Hizo una pausa y prosiguió.
—En 1696, Edward Ockham era el pirata más temido que surcaba los mares. Los barcos de su flota corsaria navegaban tan cargados con su inmenso botín, que una tormenta, incluso un encuentro poco afortunado con un navío de guerra podría asestar a su flota un golpe mortal. Había tardado demasiado en esconder sus tesoros, y ahora estaba desesperado. Un encuentro fortuito con un célebre arquitecto de la época le brindó la solución a su problema.
Neidelman se apoyó en la borda, el pelo agitado por el viento.
—Ockham hizo prisionero a ese arquitecto y le encargó que proyectara un pozo para esconder su tesoro. Un pozo tan inexpugnable que ni los buscadores de tesoros mejor equipados podrían vencerlo. Todo salió de acuerdo con lo planeado. Se construyó el pozo y el corsario depositó en él su tesoro. Y entonces, cuando se hallaba en otra de sus incursiones de saqueo y muerte, le llegó su hora. Red Ned Ockham murió.
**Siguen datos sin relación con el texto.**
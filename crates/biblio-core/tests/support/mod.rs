// File: crates/biblio-core/tests/support/mod.rs
// Purpose: Configurable in-memory LibraryStore fake shared by the core tests.

// Not every test binary touches every helper.
#![allow(dead_code)]

use std::sync::{Arc, Mutex};

use async_trait::async_trait;
use biblio_core::store::{LibraryStore, RecordFilter, StoreError, StoreResult};
use biblio_core::types::{DayCountRow, LibraryScope, TagId};
use biblio_core::RefreshGate;

/// Every field is the canned answer for one trait method; `None` makes
/// that method fail. `calls` records method names in invocation order.
#[derive(Default)]
pub struct FakeStore {
    pub fused_rows: Option<Vec<DayCountRow>>,
    pub days: Option<Vec<String>>,
    pub added: Option<Vec<i64>>,
    pub focal: Option<Vec<i64>>,
    pub tag_ids: Option<Vec<TagId>>,
    pub publish_dates: Option<Vec<String>>,
    pub added_timestamps: Option<Vec<String>>,
    pub calls: Mutex<Vec<&'static str>>,
    /// When set, the fused query "starts a competing refresh" by
    /// bumping this gate, letting tests exercise the superseded path
    /// deterministically.
    pub usurper: Option<Arc<RefreshGate>>,
}

impl FakeStore {
    pub fn recorded_calls(&self) -> Vec<&'static str> {
        self.calls.lock().unwrap().clone()
    }

    fn record(&self, name: &'static str) {
        self.calls.lock().unwrap().push(name);
    }

    fn answer<T: Clone>(&self, value: &Option<T>) -> StoreResult<T> {
        value
            .clone()
            .ok_or_else(|| StoreError::Query("fake store: configured failure".into()))
    }
}

#[async_trait]
impl LibraryStore for FakeStore {
    async fn day_counts(
        &self,
        _scope: LibraryScope,
        _filter: &RecordFilter,
        _focal_tag_ids: &[TagId],
    ) -> StoreResult<Vec<DayCountRow>> {
        self.record("day_counts");
        if let Some(gate) = &self.usurper {
            gate.begin();
        }
        self.answer(&self.fused_rows)
    }

    async fn day_column(
        &self,
        _scope: LibraryScope,
        _filter: &RecordFilter,
    ) -> StoreResult<Vec<String>> {
        self.record("day_column");
        self.answer(&self.days)
    }

    async fn added_count_column(
        &self,
        _scope: LibraryScope,
        _filter: &RecordFilter,
    ) -> StoreResult<Vec<i64>> {
        self.record("added_count_column");
        self.answer(&self.added)
    }

    async fn focal_count_column(
        &self,
        _scope: LibraryScope,
        _filter: &RecordFilter,
        _focal_tag_ids: &[TagId],
    ) -> StoreResult<Vec<i64>> {
        self.record("focal_count_column");
        self.answer(&self.focal)
    }

    async fn resolve_tag_ids(&self, names: &[String]) -> StoreResult<Vec<TagId>> {
        self.record("resolve_tag_ids");
        if names.is_empty() {
            return Ok(Vec::new());
        }
        self.answer(&self.tag_ids)
    }

    async fn publish_dates(
        &self,
        _scope: LibraryScope,
        _filter: &RecordFilter,
    ) -> StoreResult<Vec<String>> {
        self.record("publish_dates");
        self.answer(&self.publish_dates)
    }

    async fn added_timestamps(
        &self,
        _scope: LibraryScope,
        _filter: &RecordFilter,
    ) -> StoreResult<Vec<String>> {
        self.record("added_timestamps");
        self.answer(&self.added_timestamps)
    }
}

pub fn row(day: &str, added: i64, focal: Option<i64>) -> DayCountRow {
    DayCountRow {
        day: day.to_string(),
        added_count: added,
        focal_added_count: focal,
    }
}

pub fn scope() -> LibraryScope {
    LibraryScope::new(1)
}
// File: crates/biblio-core/src/types.rs
// Summary: Shared domain types (daily series, statistics result, publication markers).

use std::collections::BTreeMap;

/// Numeric tag identifier as stored by the host library.
pub type TagId = i64;

/// Which library the queries run against.
/// Contract: `library_id` matches the host store's library key verbatim.
#[derive(Clone, Copy, Debug, PartialEq, Eq)]
pub struct LibraryScope {
    pub library_id: i64,
}

impl LibraryScope {
    pub const fn new(library_id: i64) -> Self {
        Self { library_id }
    }
}

/// One calendar day of the reconstructed dense series.
///
/// `day` is the canonical `YYYY-MM-DD` key. Cumulative fields are prefix
/// sums of the added fields from the first point, so they are
/// non-decreasing, and `focal_added_count <= added_count` holds whenever
/// a focal filter is active.
#[derive(Clone, Debug, PartialEq, Eq)]
pub struct DailyDataPoint {
    pub day: String,
    pub added_count: u64,
    pub cumulative_count: u64,
    pub focal_added_count: u64,
    pub focal_cumulative_count: u64,
}

/// Aggregation result over one library scope.
///
/// An empty library is not an error: `daily` is empty, the counts are
/// zero and both date strings are empty. Callers branch on
/// [`Statistics::is_empty`] to render a "no data" state.
#[derive(Clone, Debug, Default, PartialEq, Eq)]
pub struct Statistics {
    pub daily: Vec<DailyDataPoint>,
    pub total_count: u64,
    pub focal_count: u64,
    pub start_date: String,
    pub end_date: String,
}

impl Statistics {
    /// The explicit no-data state.
    pub fn empty() -> Self {
        Self::default()
    }

    pub fn is_empty(&self) -> bool {
        self.daily.is_empty()
    }
}

/// Sparse reference-event overlay for the cumulative line.
///
/// `days` is ascending and unique; `cumulative_by_day` carries the
/// running total of event occurrences up to and including each day.
#[derive(Clone, Debug, Default, PartialEq, Eq)]
pub struct PublicationMarkers {
    pub days: Vec<String>,
    pub cumulative_by_day: BTreeMap<String, u64>,
}

impl PublicationMarkers {
    pub fn is_empty(&self) -> bool {
        self.days.is_empty()
    }
}

/// One row from the store's per-day aggregate query, validated once at
/// the aggregation boundary rather than trusted ad hoc.
#[derive(Clone, Debug, PartialEq, Eq)]
pub struct DayCountRow {
    pub day: String,
    pub added_count: i64,
    /// Absent when the query ran without a focal filter.
    pub focal_added_count: Option<i64>,
}

impl DayCountRow {
    /// Clamp counts into the domain: negatives become zero, the focal
    /// count never exceeds the added count, and without an active focal
    /// filter the focal count is defined as zero.
    pub fn validated(self, focal_active: bool) -> Option<(String, u64, u64)> {
        if self.day.is_empty() {
            return None;
        }
        let added = self.added_count.max(0) as u64;
        let focal = if focal_active {
            (self.focal_added_count.unwrap_or(0).max(0) as u64).min(added)
        } else {
            0
        };
        Some((self.day, added, focal))
    }
}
Desde ese día, el tesoro ha permanecido en el fondo del Pozo de Agua, esperando el momento en que la tecnología y el empeño de los hombres lo trajeran de nuevo al mundo.
Neidelman respiró hondo.
—A pesar de la magnitud de este tesoro, todos los intentos para arrancar algo de valor de las profundidades del pozo han fracasado. ¡Todos, menos éste! —exclamó, y alzó el brazo para mostrar lo que tenía en la mano.
La luz del sol poniente lo iluminaba de tal manera que daba la impresión de que sus dedos ardían. Se oyó un murmullo de admiración y sorpresa. Hatch se inclinó sobre la borda para poder ver mejor. Dios mío, pensó, debe de ser el oro que sacaron las perforadoras de Gold Seekers hace más de cien años.
Neidelman, inmóvil, sostuvo en alto la viruta de oro por unos instantes que parecieron muy largos. Después volvió a hablar.